— SUPPLIED RECORDS —
== Segment start ==

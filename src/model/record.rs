//! Typed patent records.

use super::CellValue;
use serde::{Deserialize, Serialize};

/// Which record set a record was read from.
#[derive(Debug, Clone, Copy, PartialEq, Eq, Hash, Serialize, Deserialize)]
#[serde(rename_all = "snake_case")]
pub enum RecordKind {
    /// Newly published applications
    FirstPublication,
    /// Granted patents
    GrantedPatent,
}

impl RecordKind {
    /// Human-readable section name ("First Publications").
    pub fn label(&self) -> &'static str {
        match self {
            RecordKind::FirstPublication => "First Publications",
            RecordKind::GrantedPatent => "Granted Patents",
        }
    }

    /// Upper-case section heading.
    pub fn heading(&self) -> &'static str {
        match self {
            RecordKind::FirstPublication => "FIRST PUBLICATIONS",
            RecordKind::GrantedPatent => "GRANTED PATENTS",
        }
    }

    /// Column header used for the record number in summary tables.
    pub fn number_label(&self) -> &'static str {
        match self {
            RecordKind::FirstPublication => "Publication No",
            RecordKind::GrantedPatent => "Patent No",
        }
    }

    /// Short prefix used in bookmark names.
    pub fn bookmark_prefix(&self) -> &'static str {
        match self {
            RecordKind::FirstPublication => "fp",
            RecordKind::GrantedPatent => "gp",
        }
    }
}

impl std::fmt::Display for RecordKind {
    fn fmt(&self, f: &mut std::fmt::Formatter<'_>) -> std::fmt::Result {
        f.write_str(self.label())
    }
}

/// A record field that can be mapped from a workbook column.
#[derive(Debug, Clone, Copy, PartialEq, Eq, Hash, PartialOrd, Ord, Serialize, Deserialize)]
#[serde(rename_all = "snake_case")]
pub enum Field {
    /// Running serial number
    SerialNo,
    /// Patent family number
    FamilyNumber,
    /// Publication number or patent number
    Number,
    /// Kind code (A1, B2, ...)
    KindCode,
    /// Title
    Title,
    /// Publication date
    PublicationDate,
    /// Earliest priority date
    EarliestPriority,
    /// Assignee
    Assignee,
    /// Inventors
    Inventors,
    /// Category
    Category,
    /// IPC classification
    Ipc,
    /// Link to the patent document
    Link,
    /// Abstract text
    Abstract,
}

impl Field {
    /// Every field, in sheet order.
    pub const ALL: [Field; 13] = [
        Field::SerialNo,
        Field::FamilyNumber,
        Field::Number,
        Field::KindCode,
        Field::Title,
        Field::PublicationDate,
        Field::EarliestPriority,
        Field::Assignee,
        Field::Inventors,
        Field::Category,
        Field::Ipc,
        Field::Link,
        Field::Abstract,
    ];

    /// Whether values of this field are dates.
    pub fn is_date(&self) -> bool {
        matches!(self, Field::PublicationDate | Field::EarliestPriority)
    }
}

/// One patent or publication entry.
#[derive(Debug, Clone, PartialEq, Serialize, Deserialize)]
pub struct Record {
    /// Source record set
    pub kind: RecordKind,
    /// 1-based row in the source sheet
    pub row: usize,
    /// Serial number
    pub serial_no: Option<CellValue>,
    /// Family number
    pub family_number: Option<CellValue>,
    /// Publication or patent number
    pub number: Option<CellValue>,
    /// Kind code
    pub kind_code: Option<CellValue>,
    /// Title
    pub title: Option<CellValue>,
    /// Publication date
    pub publication_date: Option<CellValue>,
    /// Earliest priority date
    pub earliest_priority: Option<CellValue>,
    /// Assignee
    pub assignee: Option<CellValue>,
    /// Inventors
    pub inventors: Option<CellValue>,
    /// Category
    pub category: Option<CellValue>,
    /// IPC classification
    pub ipc: Option<CellValue>,
    /// Link to the patent document
    pub link: Option<CellValue>,
    /// Abstract text
    pub abstract_text: Option<CellValue>,
}

impl Record {
    /// Create an empty record.
    pub fn new(kind: RecordKind, row: usize) -> Self {
        Self {
            kind,
            row,
            serial_no: None,
            family_number: None,
            number: None,
            kind_code: None,
            title: None,
            publication_date: None,
            earliest_priority: None,
            assignee: None,
            inventors: None,
            category: None,
            ipc: None,
            link: None,
            abstract_text: None,
        }
    }

    /// Get a field value.
    pub fn get(&self, field: Field) -> Option<&CellValue> {
        match field {
            Field::SerialNo => self.serial_no.as_ref(),
            Field::FamilyNumber => self.family_number.as_ref(),
            Field::Number => self.number.as_ref(),
            Field::KindCode => self.kind_code.as_ref(),
            Field::Title => self.title.as_ref(),
            Field::PublicationDate => self.publication_date.as_ref(),
            Field::EarliestPriority => self.earliest_priority.as_ref(),
            Field::Assignee => self.assignee.as_ref(),
            Field::Inventors => self.inventors.as_ref(),
            Field::Category => self.category.as_ref(),
            Field::Ipc => self.ipc.as_ref(),
            Field::Link => self.link.as_ref(),
            Field::Abstract => self.abstract_text.as_ref(),
        }
    }

    /// Set a field value. Date fields reinterpret date-like text.
    pub fn set(&mut self, field: Field, value: Option<CellValue>) {
        let value = if field.is_date() {
            value.map(CellValue::into_date_lenient)
        } else {
            value
        };
        let slot = match field {
            Field::SerialNo => &mut self.serial_no,
            Field::FamilyNumber => &mut self.family_number,
            Field::Number => &mut self.number,
            Field::KindCode => &mut self.kind_code,
            Field::Title => &mut self.title,
            Field::PublicationDate => &mut self.publication_date,
            Field::EarliestPriority => &mut self.earliest_priority,
            Field::Assignee => &mut self.assignee,
            Field::Inventors => &mut self.inventors,
            Field::Category => &mut self.category,
            Field::Ipc => &mut self.ipc,
            Field::Link => &mut self.link,
            Field::Abstract => &mut self.abstract_text,
        };
        *slot = value;
    }

    /// Set a field value and return self.
    pub fn with(mut self, field: Field, value: impl Into<String>) -> Self {
        let value = value.into();
        self.set(field, CellValue::text(&value));
        self
    }

    /// Displayed text of a field, empty when missing.
    pub fn text(&self, field: Field) -> String {
        self.get(field).map(CellValue::display).unwrap_or_default()
    }

    /// Check whether every field is empty.
    pub fn is_empty(&self) -> bool {
        Field::ALL.iter().all(|f| self.get(*f).is_none())
    }

    /// Case-insensitive substring match of a category name against the
    /// record's category cell.
    pub fn matches_category(&self, category: &str) -> bool {
        let needle = category.trim().to_lowercase();
        if needle.is_empty() {
            return false;
        }
        self.category
            .as_ref()
            .map(|c| c.display().to_lowercase().contains(&needle))
            .unwrap_or(false)
    }
}
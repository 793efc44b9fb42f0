//! HTTP image fetching.

use super::ImageFetcher;
use crate::config::ImageConfig;
use crate::error::{Error, Result};
use crate::model::Resource;
use std::time::Duration;

/// Fetches images over HTTP(S) with a blocking client.
///
/// `file://` URLs and bare paths are read from disk only when
/// `allow_local_files` is set. Any body that is not a recognized picture
/// format is rejected.
#[derive(Debug, Clone)]
pub struct HttpImageFetcher {
    client: reqwest::blocking::Client,
    allow_local_files: bool,
}

impl HttpImageFetcher {
    /// Build a fetcher using the configured timeout and user agent.
    pub fn new(config: &ImageConfig) -> Result<Self> {
        let client = reqwest::blocking::Client::builder()
            .timeout(Duration::from_secs(config.timeout_secs))
            .connect_timeout(Duration::from_secs(config.timeout_secs.min(10)))
            .user_agent(config.user_agent.clone())
            .build()
            .map_err(|e| Error::Fetch(format!("failed to build HTTP client: {}", e)))?;
        Ok(Self {
            client,
            allow_local_files: config.allow_local_files,
        })
    }

    fn read_local(&self, url: &str) -> Result<Vec<u8>> {
        if !self.allow_local_files {
            return Err(Error::Fetch(format!(
                "not an http(s) URL: {} (local files are disabled)",
                url
            )));
        }
        let path = url.strip_prefix("file://").unwrap_or(url);
        std::fs::read(path)
            .map_err(|e| Error::Fetch(format!("failed to read image file {}: {}", path, e)))
    }

    fn download(&self, url: &str) -> Result<Vec<u8>> {
        let response = self
            .client
            .get(url)
            .header(reqwest::header::ACCEPT, "image/*")
            .send()
            .map_err(|e| Error::Fetch(format!("failed to fetch {}: {}", url, e)))?;

        let status = response.status();
        if !status.is_success() {
            return Err(Error::Fetch(format!("HTTP error {} fetching {}", status, url)));
        }

        let bytes = response
            .bytes()
            .map_err(|e| Error::Fetch(format!("failed to read image bytes from {}: {}", url, e)))?;
        Ok(bytes.to_vec())
    }
}

impl ImageFetcher for HttpImageFetcher {
    fn fetch(&self, url: &str) -> Result<Vec<u8>> {
        let url = url.trim();
        let data = if url.starts_with("http://") || url.starts_with("https://") {
            self.download(url)?
        } else {
            self.read_local(url)?
        };
        ensure_image(url, data)
    }
}

/// Pass `data` through when it starts with a known image signature.
fn ensure_image(url: &str, data: Vec<u8>) -> Result<Vec<u8>> {
    match Resource::detect_mime_type(&data) {
        Some(mime) => {
            log::debug!("{} returned {} ({} bytes)", url, mime, data.len());
            Ok(data)
        }
        None => Err(Error::Fetch(format!("{} did not return an image", url))),
    }
}
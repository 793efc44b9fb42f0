//! Illustration image fetching.
//!
//! Image URLs come from the workbook's lookup sheet. Fetching, decoding and
//! re-encoding can fail in many ways; every failure is reported as an
//! [`Error`] and the report builder turns it into a placeholder.

#[cfg(feature = "fetch")]
mod http;
mod picture;

#[cfg(feature = "fetch")]
pub use http::HttpImageFetcher;
pub use picture::{fit_within, prepare_image, PreparedImage};

use crate::config::ImageConfig;
use crate::error::{Error, Result};
use std::path::Path;

/// Source of raw image bytes.
pub trait ImageFetcher {
    /// Fetch the bytes behind a URL.
    fn fetch(&self, url: &str) -> Result<Vec<u8>>;
}

/// A fetcher that refuses every request.
#[derive(Debug, Clone, Copy, Default)]
pub struct DisabledFetcher;

impl ImageFetcher for DisabledFetcher {
    fn fetch(&self, url: &str) -> Result<Vec<u8>> {
        Err(Error::Fetch(format!("image fetching is disabled ({})", url)))
    }
}

/// Create the fetcher matching the configuration and enabled features.
pub fn default_fetcher(config: &ImageConfig) -> Result<Box<dyn ImageFetcher>> {
    if !config.enabled {
        return Ok(Box::new(DisabledFetcher));
    }
    #[cfg(feature = "fetch")]
    {
        Ok(Box::new(HttpImageFetcher::new(config)?))
    }
    #[cfg(not(feature = "fetch"))]
    {
        log::warn!("Built without the `fetch` feature; images will not be embedded");
        Ok(Box::new(DisabledFetcher))
    }
}

/// Fetches, prepares and optionally saves record images.
pub struct ImageLoader<'a> {
    fetcher: &'a dyn ImageFetcher,
    config: &'a ImageConfig,
}

impl<'a> ImageLoader<'a> {
    /// Create a loader.
    pub fn new(fetcher: &'a dyn ImageFetcher, config: &'a ImageConfig) -> Self {
        Self { fetcher, config }
    }

    /// Fetch and prepare the image at `url`; `key` names the saved copy.
    pub fn load(&self, url: &str, key: &str) -> Result<PreparedImage> {
        let data = self.fetcher.fetch(url)?;
        let prepared = prepare_image(&data, self.config.max_width, self.config.max_height)?;

        if let Some(dir) = &self.config.save_dir {
            if let Err(e) = save_copy(dir, key, &prepared.png) {
                log::warn!("Could not save image for {}: {}", key, e);
            }
        }
        Ok(prepared)
    }
}

/// File name of a saved image copy.
pub fn saved_image_name(key: &str) -> String {
    let safe: String = key
        .trim()
        .chars()
        .map(|c| if c.is_ascii_alphanumeric() || c == '-' { c } else { '_' })
        .collect();
    format!("patent_{}.png", safe)
}

fn save_copy(dir: &Path, key: &str, png: &[u8]) -> Result<()> {
    std::fs::create_dir_all(dir)?;
    let path = dir.join(saved_image_name(key));
    std::fs::write(&path, png)?;
    log::debug!("Saved image {}", path.display());
    Ok(())
}
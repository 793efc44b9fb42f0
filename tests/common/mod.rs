//! Shared fixtures: minimal xlsx workbooks written with `zip`.

#![allow(dead_code)]

use std::fs::File;
use std::io::{Cursor, Write};
use std::path::{Path, PathBuf};

use image::{DynamicImage, ImageFormat, RgbImage};
use patwatch::ImageFetcher;
use zip::write::SimpleFileOptions;
use zip::{CompressionMethod, ZipWriter};

pub type Rows = Vec<Vec<String>>;

pub const FP_HEADERS: &[&str] = &[
    "Serial No",
    "Publication No",
    "Kind Code",
    "Title",
    "Publication Date",
    "Earliest Priority Date",
    "Assignee",
    "Inventors",
    "Category",
    "IPC",
    "Patent Link",
    "Abstract",
];

pub const GP_HEADERS: &[&str] = &[
    "Serial No",
    "Family number",
    "Patent No",
    "Kind Code",
    "Title",
    "Publication Date",
    "Earliest Priority",
    "Assignee",
    "Inventors",
    "Category",
    "IPC",
    "Patent Link",
    "Abstract",
];

fn column_name(mut index: usize) -> String {
    let mut name = String::new();
    loop {
        name.insert(0, (b'A' + (index % 26) as u8) as char);
        if index < 26 {
            break;
        }
        index = index / 26 - 1;
    }
    name
}

fn escape(text: &str) -> String {
    text.replace('&', "&amp;")
        .replace('<', "&lt;")
        .replace('>', "&gt;")
        .replace('"', "&quot;")
}

fn sheet_xml(rows: &Rows) -> String {
    let mut xml = String::from(
        r#"<?xml version="1.0" encoding="UTF-8" standalone="yes"?><worksheet xmlns="http://schemas.openxmlformats.org/spreadsheetml/2006/main"><sheetData>"#,
    );
    for (r, row) in rows.iter().enumerate() {
        xml.push_str(&format!(r#"<row r="{}">"#, r + 1));
        for (c, value) in row.iter().enumerate() {
            if value.is_empty() {
                continue;
            }
            xml.push_str(&format!(
                r#"<c r="{}{}" t="inlineStr"><is><t>{}</t></is></c>"#,
                column_name(c),
                r + 1,
                escape(value)
            ));
        }
        xml.push_str("</row>");
    }
    xml.push_str("</sheetData></worksheet>");
    xml
}

/// Write an xlsx file with the given sheets, in order.
pub fn write_xlsx(path: &Path, sheets: &[(&str, Rows)]) {
    let file = File::create(path).unwrap();
    let mut zip = ZipWriter::new(file);
    let options = SimpleFileOptions::default().compression_method(CompressionMethod::Deflated);

    let mut content_types = String::from(
        r#"<?xml version="1.0" encoding="UTF-8" standalone="yes"?><Types xmlns="http://schemas.openxmlformats.org/package/2006/content-types"><Default Extension="rels" ContentType="application/vnd.openxmlformats-package.relationships+xml"/><Default Extension="xml" ContentType="application/xml"/><Override PartName="/xl/workbook.xml" ContentType="application/vnd.openxmlformats-officedocument.spreadsheetml.sheet.main+xml"/>"#,
    );
    let mut workbook = String::from(
        r#"<?xml version="1.0" encoding="UTF-8" standalone="yes"?><workbook xmlns="http://schemas.openxmlformats.org/spreadsheetml/2006/main" xmlns:r="http://schemas.openxmlformats.org/officeDocument/2006/relationships"><sheets>"#,
    );
    let mut rels = String::from(
        r#"<?xml version="1.0" encoding="UTF-8" standalone="yes"?><Relationships xmlns="http://schemas.openxmlformats.org/package/2006/relationships">"#,
    );

    for (i, (name, _)) in sheets.iter().enumerate() {
        let n = i + 1;
        content_types.push_str(&format!(
            r#"<Override PartName="/xl/worksheets/sheet{}.xml" ContentType="application/vnd.openxmlformats-officedocument.spreadsheetml.worksheet+xml"/>"#,
            n
        ));
        workbook.push_str(&format!(
            r#"<sheet name="{}" sheetId="{}" r:id="rId{}"/>"#,
            escape(name),
            n,
            n
        ));
        rels.push_str(&format!(
            r#"<Relationship Id="rId{}" Type="http://schemas.openxmlformats.org/officeDocument/2006/relationships/worksheet" Target="worksheets/sheet{}.xml"/>"#,
            n, n
        ));
    }
    content_types.push_str("</Types>");
    workbook.push_str("</sheets></workbook>");
    rels.push_str("</Relationships>");

    let mut add = |name: &str, data: &str| {
        zip.start_file(name, options).unwrap();
        zip.write_all(data.as_bytes()).unwrap();
    };
    add("[Content_Types].xml", &content_types);
    add(
        "_rels/.rels",
        r#"<?xml version="1.0" encoding="UTF-8" standalone="yes"?><Relationships xmlns="http://schemas.openxmlformats.org/package/2006/relationships"><Relationship Id="rId1" Type="http://schemas.openxmlformats.org/officeDocument/2006/relationships/officeDocument" Target="xl/workbook.xml"/></Relationships>"#,
    );
    add("xl/workbook.xml", &workbook);
    add("xl/_rels/workbook.xml.rels", &rels);
    for (i, (_, rows)) in sheets.iter().enumerate() {
        add(&format!("xl/worksheets/sheet{}.xml", i + 1), &sheet_xml(rows));
    }
    zip.finish().unwrap();
}

fn row(values: &[&str]) -> Vec<String> {
    values.iter().map(|s| s.to_string()).collect()
}

/// A first publication row.
pub fn fp_row(serial: usize, number: &str, category: &str, link: &str) -> Vec<String> {
    row(&[
        &serial.to_string(),
        number,
        "A1",
        "Marine seismic source with reduced bubble noise",
        "2024-03-14",
        "2022-09-01",
        "PGS",
        "A. Nordmann; B. Hansen",
        category,
        "G01V1/38",
        link,
        "A marine seismic source comprising an array of air guns tuned so that \
         the secondary pulses cancel.",
    ])
}

/// A granted patent row.
pub fn gp_row(serial: usize, family: &str, number: &str, category: &str) -> Vec<String> {
    row(&[
        &serial.to_string(),
        family,
        number,
        "B2",
        "Seafloor node deployment system",
        "2024-02-20",
        "2021-05-11",
        "CGG",
        "C. Dupont",
        category,
        "G01V1/20",
        "https://example.com/patents/US11900000",
        "Nodes are deployed from a remotely operated vehicle.",
    ])
}

/// Sheets of a small but complete patent watch workbook.
pub fn sample_sheets() -> Vec<(&'static str, Rows)> {
    let fp = vec![
        row(FP_HEADERS),
        fp_row(1, "WO2024051234A1", "Marine", "https://example.com/WO2024051234"),
        fp_row(2, "WO2024051999A1", "Processing", ""),
        fp_row(3, "US20240123456A1", "Land; Processing", "https://example.com/US20240123456"),
    ];
    let gp = vec![
        row(GP_HEADERS),
        gp_row(1, "F-1001", "US11900001B2", "Seafloor"),
        gp_row(2, "F-1002", "US11900002B2", "Reservoir"),
    ];
    let images = vec![
        row(&["Family number", "Image"]),
        row(&["F-1001", "https://example.com/img/F-1001.png"]),
    ];
    vec![("First Publication", fp), ("Granted", gp), ("Sheet1", images)]
}

/// Write the sample workbook into `dir`.
pub fn sample_workbook(dir: &Path) -> PathBuf {
    let path = dir.join("watch.xlsx");
    write_xlsx(&path, &sample_sheets());
    path
}

/// Fetcher returning a generated PNG for every URL.
pub struct PngFetcher {
    pub width: u32,
    pub height: u32,
}

impl ImageFetcher for PngFetcher {
    fn fetch(&self, _url: &str) -> patwatch::Result<Vec<u8>> {
        let mut out = Cursor::new(Vec::new());
        DynamicImage::ImageRgb8(RgbImage::new(self.width, self.height))
            .write_to(&mut out, ImageFormat::Png)
            .unwrap();
        Ok(out.into_inner())
    }
}

/// Read one part of a ZIP package as text.
pub fn read_part(data: &[u8], name: &str) -> Option<String> {
    use std::io::Read;
    let mut archive = zip::ZipArchive::new(Cursor::new(data)).ok()?;
    let mut file = archive.by_name(name).ok()?;
    let mut text = String::new();
    file.read_to_string(&mut text).ok()?;
    Some(text)
}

== Segment end ==

— WHAT IS BEING ASKED —
Write the opening line of the data above and every line after it, exactly, stopping once you have written the line with "pub fn heading(&self)".

— EXERCISE OUTPUT —
filename src/model/record.rs
//! Typed patent records.

use super::CellValue;
use serde::{Deserialize, Serialize};

/// Which record set a record was read from.
#[derive(Debug, Clone, Copy, PartialEq, Eq, Hash, Serialize, Deserialize)]
#[serde(rename_all = "snake_case")]
pub enum RecordKind {
    /// Newly published applications
    FirstPublication,
    /// Granted patents
    GrantedPatent,
}

impl RecordKind {
    /// Human-readable section name ("First Publications").
    pub fn label(&self) -> &'static str {
        match self {
            RecordKind::FirstPublication => "First Publications",
            RecordKind::GrantedPatent => "Granted Patents",
        }
    }

    /// Upper-case section heading.
    pub fn heading(&self) -> &'static str {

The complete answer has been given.